In this mystic “today”, which will last until
the end of the world, Christ is the fullness of
salvation for all, and in a particular way for
those whose only hope is God. In his earthly
life, “he went about doing good and healing all”
from evil and the Evil One (cf. Acts 10:38),
restoring hope in God to the needy and the
people. He experienced all our human frailties,
save that of sin, even those critical moments
that might lead to despair, as in the agony in
the garden of Gethsemane and on the cross. Jesus
commended everything to God the Father,
obediently trusting in his saving plan for
humanity, a plan of peace for a future full of
hope (cf. Jer 29:11). In this way, he became the
divine Missionary of hope, the supreme model of
all those down the centuries who carry out their
own God-given mission, even amid extreme trials.

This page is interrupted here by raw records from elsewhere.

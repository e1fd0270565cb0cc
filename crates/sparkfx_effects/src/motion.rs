//! Per-tick movement rules for [`Sprite`] particles.

use sparkfx_core::Particle;

use crate::sprite::Sprite;

/// How an active particle moves.
#[derive(Debug, Clone, Copy, PartialEq)]
pub enum Motion {
    /// Velocity integration with gravity and air drag.
    Ballistic {
        /// Added to `vy` every tick.
        gravity: f32,
        /// Fraction of velocity kept per tick, in `[0, 1]`.
        drag: f32,
    },
    /// Travels along its velocity while swaying sideways.
    Float {
        /// Sway amplitude.
        sway: f32,
        /// Sway cycles over the lifespan.
        frequency: f32,
    },
    /// Stays put and grows from its base size to `to` times that.
    Expand {
        /// Final size multiplier.
        to: f32,
    },
    /// Does not move; only spin applies.
    Still,
}

impl Motion {
    /// Applies one tick of motion at normalized time `t`.
    pub fn apply(&self, particle: &mut Particle<Sprite>, t: f32, delta: f32) {
        match *self {
            Self::Ballistic { gravity, drag } => {
                let keep = drag.clamp(0.0, 1.0).powf(delta);
                let sprite = &mut particle.state;
                sprite.vy += gravity * delta;
                sprite.vx *= keep;
                sprite.vy *= keep;
                let (dx, dy) = (sprite.vx * delta, sprite.vy * delta);
                particle.translate(dx, dy);
            }
            Self::Float { sway, frequency } => {
                let sprite = &mut particle.state;
                sprite.anchor = sprite
                    .anchor
                    .offset(sprite.vx * delta, sprite.vy * delta);
                let wobble =
                    sway * (std::f32::consts::TAU * frequency * t + sprite.phase).sin();
                // Sway is perpendicular to travel; vertical travel is the common case.
                let position = if sprite.vx.abs() > sprite.vy.abs() {
                    sprite.anchor.offset(0.0, wobble)
                } else {
                    sprite.anchor.offset(wobble, 0.0)
                };
                particle.set_position(position);
            }
            Self::Expand { to } => {
                let sprite = &mut particle.state;
                sprite.size = sprite.base_size * (1.0 + (to - 1.0) * t);
            }
            Self::Still => {}
        }
        particle.state.rotation += particle.state.spin * delta;
    }
}

#[cfg(test)]
mod tests {
    use super::*;
    use rand::SeedableRng;
    use sparkfx_core::{Color, DelayMode, EffectRng, IdGenerator, Point, SpawnContext};

    fn sprite_particle(sprite: Sprite) -> Particle<Sprite> {
        let mut rng = EffectRng::seed_from_u64(1);
        let mut ids = IdGenerator::new();
        let mut ctx = SpawnContext::new(&mut rng, &mut ids, DelayMode::Absolute);
        ctx.particle(sprite.anchor, 100.0, sprite)
    }

    #[test]
    fn test_ballistic_falls_under_gravity() {
        let sprite = Sprite::new(Point::ZERO, 2.0, Color::WHITE).moving(1.0, -2.0);
        let mut p = sprite_particle(sprite);
        let motion = Motion::Ballistic {
            gravity: 0.5,
            drag: 1.0,
        };

        motion.apply(&mut p, 0.0, 1.0);
        assert_eq!(p.position(), Point::new(1.0, -1.5));
        motion.apply(&mut p, 0.0, 1.0);
        assert_eq!(p.position(), Point::new(2.0, -2.5));
        for _ in 0..3 {
            motion.apply(&mut p, 0.0, 1.0);
        }
        assert!(p.state.vy > 0.0, "velocity turned downward");
    }

    #[test]
    fn test_drag_slows_particles() {
        let sprite = Sprite::new(Point::ZERO, 2.0, Color::WHITE).moving(10.0, 0.0);
        let mut p = sprite_particle(sprite);
        let motion = Motion::Ballistic {
            gravity: 0.0,
            drag: 0.5,
        };
        motion.apply(&mut p, 0.0, 1.0);
        assert!((p.state.vx - 5.0).abs() < 1e-5);
    }

    #[test]
    fn test_expand_grows_linearly() {
        let mut p = sprite_particle(Sprite::new(Point::ZERO, 4.0, Color::WHITE));
        let motion = Motion::Expand { to: 3.0 };
        motion.apply(&mut p, 0.5, 1.0);
        assert!((p.state.size - 8.0).abs() < 1e-5);
        motion.apply(&mut p, 1.0, 1.0);
        assert!((p.state.size - 12.0).abs() < 1e-5);
        assert_eq!(p.position(), Point::ZERO);
    }

    #[test]
    fn test_float_tracks_anchor() {
        let sprite = Sprite::new(Point::new(10.0, 10.0), 4.0, Color::WHITE).moving(0.0, -1.0);
        let mut p = sprite_particle(sprite);
        let motion = Motion::Float {
            sway: 3.0,
            frequency: 1.0,
        };
        for _ in 0..5 {
            motion.apply(&mut p, 0.25, 1.0);
        }
        assert_eq!(p.state.anchor, Point::new(10.0, 5.0));
        assert!((p.position().y - 5.0).abs() < 1e-4);
        assert!((p.position().x - 13.0).abs() < 1e-4);
    }

    #[test]
    fn test_spin_applies_to_every_motion() {
        let sprite = Sprite::new(Point::ZERO, 4.0, Color::WHITE).spinning(0.0, 0.25);
        let mut p = sprite_particle(sprite);
        Motion::Still.apply(&mut p, 0.0, 2.0);
        assert!((p.state.rotation - 0.5).abs() < 1e-6);
    }
}
//! # SparkFX Core
//!
//! The contract every effect recipe and the runtime share.
//!
//! ## What lives here
//!
//! 1. **Particles** - [`Particle`] owns position, timing and opacity; the
//!    recipe owns everything else through the generic `state` field.
//! 2. **Timing** - [`Lifespan`] turns elapsed ticks into a [`Phase`]
//!    (dormant, active at normalized time `t`, or expired).
//! 3. **Envelopes** - [`Envelope`] maps `t` to an opacity in `[0, 1]`.
//! 4. **Effects** - the [`Effect`] trait (`create` / `update` / `draw`)
//!    plus declarative [`EffectMeta`].
//! 5. **Surfaces** - the [`Surface`] trait recipes paint on.
//!
//! ## Example
//!
//! ```rust,ignore
//! use sparkfx_core::{Effect, Envelope, Particle, Point, SpawnContext};
//!
//! struct Dot(EffectMeta);
//!
//! impl Effect for Dot {
//!     type State = f32; // radius
//!     fn meta(&self) -> &EffectMeta { &self.0 }
//!     fn create(&self, origin: Point, _: &EffectOptions, ctx: &mut SpawnContext<'_>)
//!         -> Vec<Particle<f32>> {
//!         vec![ctx.particle(origin, 30.0, 4.0)]
//!     }
//!     fn draw(&self, surface: &mut dyn Surface, p: &Particle<f32>) {
//!         surface.fill_circle(p.position(), p.state, Color::WHITE.with_opacity(p.alpha()));
//!     }
//! }
//! ```

#![deny(missing_docs)]
#![deny(unsafe_code)]
#![deny(clippy::all)]
#![warn(clippy::pedantic)]
#![deny(clippy::perf)]

pub mod color;
pub mod effect;
pub mod envelope;
pub mod error;
pub mod geometry;
pub mod options;
pub mod particle;
pub mod spawn;
pub mod surface;
pub mod timing;

pub use color::Color;
pub use effect::{Effect, EffectMeta, Step};
pub use envelope::Envelope;
pub use error::{CoreError, CoreResult};
pub use geometry::{Point, Rect};
pub use options::{EffectOptions, OptionValue, MAX_INTENSITY};
pub use particle::{IdGenerator, Particle, ParticleId};
pub use spawn::{EffectRng, SpawnContext};
pub use surface::{BlendMode, DrawCommand, RecordingSurface, Surface};
pub use timing::{DelayMode, Lifespan, Phase};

Through his disciples, sent to all peoples and
mystically accompanied by him, the Lord Jesus
continues his ministry of hope for humanity. He
still bends over all those who are poor,
afflicted, despairing and oppressed, and pours
“upon their wounds the balm of consolation and
the wine of hope” (Preface “Jesus the Good
Samaritan”). Obedient to her Lord and Master,
and in the same spirit of service, the Church,
the community of Christ’s missionary disciples,
prolongs that mission, offering her life for all
in the midst of the nations. While facing
persecutions, tribulations and difficulties, as
well as her own imperfections and failures due
to the weakness of her members, the Church is
constantly impelled by the love of Christ to
persevere, in union with him, on her missionary
journey and to hear, like him and with him, the
plea of suffering humanity and, indeed, the
groaning of every creature that awaits
definitive redemption. This is the Church that
the Lord always and for ever calls to follow in
his footsteps: “not a static Church, but a
missionary Church that walks with her Lord
through the streets of the world” (Homily at the
Concluding Mass of the Ordinary General Assembly
of the Synod of Bishops, 27 October 2024).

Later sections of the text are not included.